ABOUT THIS EXERCISE »
The answer must consist of each line of the records below that contains the string "JoinHandle".

Start of AVAILABLE DATA

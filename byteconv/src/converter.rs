//! Byte-to-symbol converter
//!
//! A background worker drains the source, decodes each byte and appends
//! the resulting symbols to the sink.
//!
//! ```text
//!  producer ──push_byte──▶ ┌────────────┐
//!                          │   Source   │
//!                          └─────┬──────┘
//!                                │ extract_byte   ┐
//!                          ┌─────▼──────┐         │ one burst,
//!                          │   worker   │ decode  │ token held
//!                          └─────┬──────┘         │
//!                                │ push           ┘
//!                          ┌─────▼──────┐
//!  reader ◀──symbols()──── │    Sink    │
//!                          └────────────┘
//! ```
//!
//! # Locking
//!
//! The converter creates one [`ExclusionToken`] and injects it into the
//! source and the sink. The worker holds the token for a whole burst, so
//! a reader that locks the sink sees either none or all of a burst, and
//! the source is never observed with bytes removed but not yet converted.
//!
//! # Polling
//!
//! The worker polls the source and waits `idle_interval` between polls.
//! The wait is a condition variable timeout, so `stop()` interrupts it
//! at once; a burst in progress is always finished first.

use parking_lot::{Condvar, Mutex};
use std::fmt;
use std::sync::Arc;
use std::thread::{self, JoinHandle};
use std::time::{Duration, Instant};
use tracing::{debug, error, info, trace, warn};

use crate::config::ConverterConfig;
use crate::decoder::{classify, format_binary};
use crate::error::ConverterError;
use crate::io::{ByteSource, SymbolSink};
use crate::lock::ExclusionToken;

const DRAIN_POLL_INTERVAL: Duration = Duration::from_millis(1);

// ============================================================================
// Run Signal
// ============================================================================

/// Stop flag with a wakeup for the idle wait
struct RunSignal {
    running: Mutex<bool>,
    wake: Condvar,
}

impl RunSignal {
    fn new() -> Self {
        Self {
            running: Mutex::new(true),
            wake: Condvar::new(),
        }
    }

    fn is_running(&self) -> bool {
        *self.running.lock()
    }

    fn stop(&self) {
        *self.running.lock() = false;
        self.wake.notify_all();
    }

    /// Wait up to `interval` or until stopped. Returns whether still running.
    fn idle(&self, interval: Duration) -> bool {
        let mut running = self.running.lock();
        if *running {
            // Timeouts and spurious wakeups are both just the end of the pause
            let _ = self.wake.wait_for(&mut running, interval);
        }
        *running
    }
}

// ============================================================================
// Worker
// ============================================================================

struct Worker<S, K> {
    source: Arc<S>,
    sink: Arc<K>,
    token: ExclusionToken,
    signal: Arc<RunSignal>,
    idle_interval: Duration,
}

impl<S: ByteSource, K: SymbolSink> Worker<S, K> {
    fn run(self) {
        debug!(idle_interval = ?self.idle_interval, "converter worker started");

        // It is assumed that only one consumer is working with the source at a time
        while self.signal.is_running() {
            if !self.source.is_empty_buffer() {
                self.drain();
            }
            if !self.signal.idle(self.idle_interval) {
                break;
            }
        }

        debug!("converter worker exiting");
    }

    /// Convert everything pending in one burst under the token
    fn drain(&self) {
        let _locker = self.token.lock();
        let mut read = 0usize;
        let mut emitted = 0usize;

        while !self.source.is_empty_buffer() {
            let byte = self.source.extract_byte();
            read += 1;
            trace!(byte = %format_binary(byte), "byte read");

            match classify(byte) {
                Ok(symbol) => {
                    self.sink.push(symbol);
                    emitted += 1;
                }
                Err(reason) => {
                    warn!(byte = %format_binary(byte), %reason, "byte skipped");
                }
            }
        }

        debug!(read, emitted, "burst drained");
    }
}

// ============================================================================
// Converter
// ============================================================================

struct ActiveWorker {
    signal: Arc<RunSignal>,
    thread: JoinHandle<()>,
}

/// Background converter from a [`ByteSource`] to a [`SymbolSink`]
///
/// Starts stopped. `run()` starts the worker thread, `stop()` joins it,
/// and dropping the converter stops it. At most one worker exists per
/// converter at any time.
///
/// # Example
///
/// ```
/// use std::sync::Arc;
/// use std::time::Duration;
/// use byteconv::io::{ByteSource, MemSink, MemSource};
/// use byteconv::{Converter, Symbol};
///
/// let source = Arc::new(MemSource::new());
/// let sink = Arc::new(MemSink::new());
/// let mut converter = Converter::new(Arc::clone(&source), Arc::clone(&sink));
///
/// converter.run().unwrap();
/// source.push_byte(0b0110_0110);
/// assert!(converter.wait_drained(Duration::from_secs(5)));
/// converter.stop();
///
/// assert_eq!(sink.snapshot(), vec![Symbol::Char('z')]);
/// ```
pub struct Converter<S: ByteSource + 'static, K: SymbolSink + 'static> {
    source: Arc<S>,
    sink: Arc<K>,
    token: ExclusionToken,
    config: ConverterConfig,
    worker: Option<ActiveWorker>,
}

impl<S: ByteSource + 'static, K: SymbolSink + 'static> Converter<S, K> {
    /// Bind a converter with the default configuration
    ///
    /// # Panics
    /// Panics if the source or the sink already has a token injected.
    #[must_use]
    pub fn new(source: Arc<S>, sink: Arc<K>) -> Self {
        Self::with_config(source, sink, ConverterConfig::default())
    }

    /// Bind a converter: create the shared token and inject it into both ends
    ///
    /// Does not start the worker.
    ///
    /// # Panics
    /// Panics if the source or the sink already has a token injected.
    #[must_use]
    pub fn with_config(source: Arc<S>, sink: Arc<K>, config: ConverterConfig) -> Self {
        let token = ExclusionToken::new();
        source.set_buffer_lock(token.clone());
        sink.set_symbols_lock(token.clone());

        Self {
            source,
            sink,
            token,
            config,
            worker: None,
        }
    }

    /// Start the worker thread
    ///
    /// A running converter is stopped first, then started again.
    ///
    /// # Errors
    /// Returns an error if the OS refuses to spawn the thread. The converter
    /// is stopped in that case.
    pub fn run(&mut self) -> Result<(), ConverterError> {
        if self.worker.is_some() {
            warn!("the converter is already running, it will be restarted");
            self.stop();
        }

        let signal = Arc::new(RunSignal::new());
        let worker = Worker {
            source: Arc::clone(&self.source),
            sink: Arc::clone(&self.sink),
            token: self.token.clone(),
            signal: Arc::clone(&signal),
            idle_interval: self.config.idle_interval(),
        };

        let thread = thread::Builder::new()
            .name(self.config.thread_name.clone())
            .spawn(move || worker.run())
            .map_err(ConverterError::Spawn)?;

        self.worker = Some(ActiveWorker { signal, thread });
        info!(thread = %self.config.thread_name, "the converter is running");
        Ok(())
    }

    /// Stop the worker and wait for it to exit
    ///
    /// Does nothing if the converter is stopped.
    pub fn stop(&mut self) {
        let Some(worker) = self.worker.take() else {
            return;
        };

        worker.signal.stop();
        if worker.thread.join().is_err() {
            error!("converter worker panicked");
        }
        info!("converter stopped");
    }

    /// Whether a worker was started and not stopped yet
    #[must_use]
    pub fn is_running(&self) -> bool {
        self.worker.is_some()
    }

    /// Wait until every byte pushed so far has been converted
    ///
    /// The source is checked under the token. The worker only extracts
    /// while holding the token, so an empty source seen under the token
    /// means all extracted bytes have reached the sink.
    ///
    /// Returns `false` if the source is still not empty after `timeout`,
    /// which is always the case for pending bytes on a stopped converter.
    #[must_use]
    pub fn wait_drained(&self, timeout: Duration) -> bool {
        let deadline = Instant::now() + timeout;
        loop {
            {
                let _locker = self.token.lock();
                if self.source.is_empty_buffer() {
                    return true;
                }
            }
            if Instant::now() >= deadline {
                return false;
            }
            thread::sleep(DRAIN_POLL_INTERVAL);
        }
    }

    #[must_use]
    pub fn source(&self) -> &Arc<S> {
        &self.source
    }

    #[must_use]
    pub fn sink(&self) -> &Arc<K> {
        &self.sink
    }

    /// The token shared with the source and the sink
    #[must_use]
    pub fn token(&self) -> &ExclusionToken {
        &self.token
    }

    #[must_use]
    pub fn config(&self) -> &ConverterConfig {
        &self.config
    }
}

impl<S: ByteSource + 'static, K: SymbolSink + 'static> Drop for Converter<S, K> {
    fn drop(&mut self) {
        self.stop();
    }
}

impl<S: ByteSource + 'static, K: SymbolSink + 'static> fmt::Debug for Converter<S, K> {
    fn fmt(&self, f: &mut fmt::Formatter<'_>) -> fmt::Result {
        f.debug_struct("Converter")
            .field("running", &self.is_running())
            .field("config", &self.config)
            .field("token", &self.token)
            .finish_non_exhaustive()
    }
}

#[cfg(test)]
mod tests {
    use super::*;

    #[test]
    fn test_idle_returns_false_after_stop() {
        let signal = RunSignal::new();
        assert!(signal.idle(Duration::from_millis(1)));
        signal.stop();
        assert!(!signal.is_running());
        assert!(!signal.idle(Duration::from_secs(60)));
    }

    #[test]
    fn test_stop_wakes_idle_wait() {
        let signal = Arc::new(RunSignal::new());
        let waiter = {
            let signal = Arc::clone(&signal);
            thread::spawn(move || {
                let started = Instant::now();
                let still_running = signal.idle(Duration::from_secs(60));
                (still_running, started.elapsed())
            })
        };

        thread::sleep(Duration::from_millis(20));
        signal.stop();

        let (still_running, elapsed) = waiter.join().unwrap();
        assert!(!still_running);
        assert!(elapsed < Duration::from_secs(30));
    }
}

End of AVAILABLE DATA

SOLUTION TO THIS PROBLEM »
use std::thread::{self, JoinHandle};
    thread: JoinHandle<()>,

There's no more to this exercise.